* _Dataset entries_
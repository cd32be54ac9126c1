//! Device id 1 — firmware reflash primitives.
//!
//! Catalogued for completeness only: this crate builds no update
//! orchestration state machine on top of these encoders (out of scope).

use crate::packet::{Processor, RawCommand};

pub const DID: u8 = 1;

pub fn begin_reflash(target: Option<Processor>) -> RawCommand {
    RawCommand::new(DID, 2, target, vec![])
}

pub fn here_is_page(page: &[u8], target: Option<Processor>) -> RawCommand {
    RawCommand::new(DID, 3, target, page.to_vec())
}

pub fn jump_to_main(target: Option<Processor>) -> RawCommand {
    RawCommand::new(DID, 4, target, vec![])
}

* _AIM OF THE TASK_
Make a copy of each line in the records that has the word "RawCommand".

* _EXERCISE SOLUTION_
use crate::packet::{Processor, RawCommand};
pub fn begin_reflash(target: Option<Processor>) -> RawCommand {
    RawCommand::new(DID, 2, target, vec![])
pub fn here_is_page(page: &[u8], target: Option<Processor>) -> RawCommand {
    RawCommand::new(DID, 3, target, page.to_vec())
pub fn jump_to_main(target: Option<Processor>) -> RawCommand {
    RawCommand::new(DID, 4, target, vec![])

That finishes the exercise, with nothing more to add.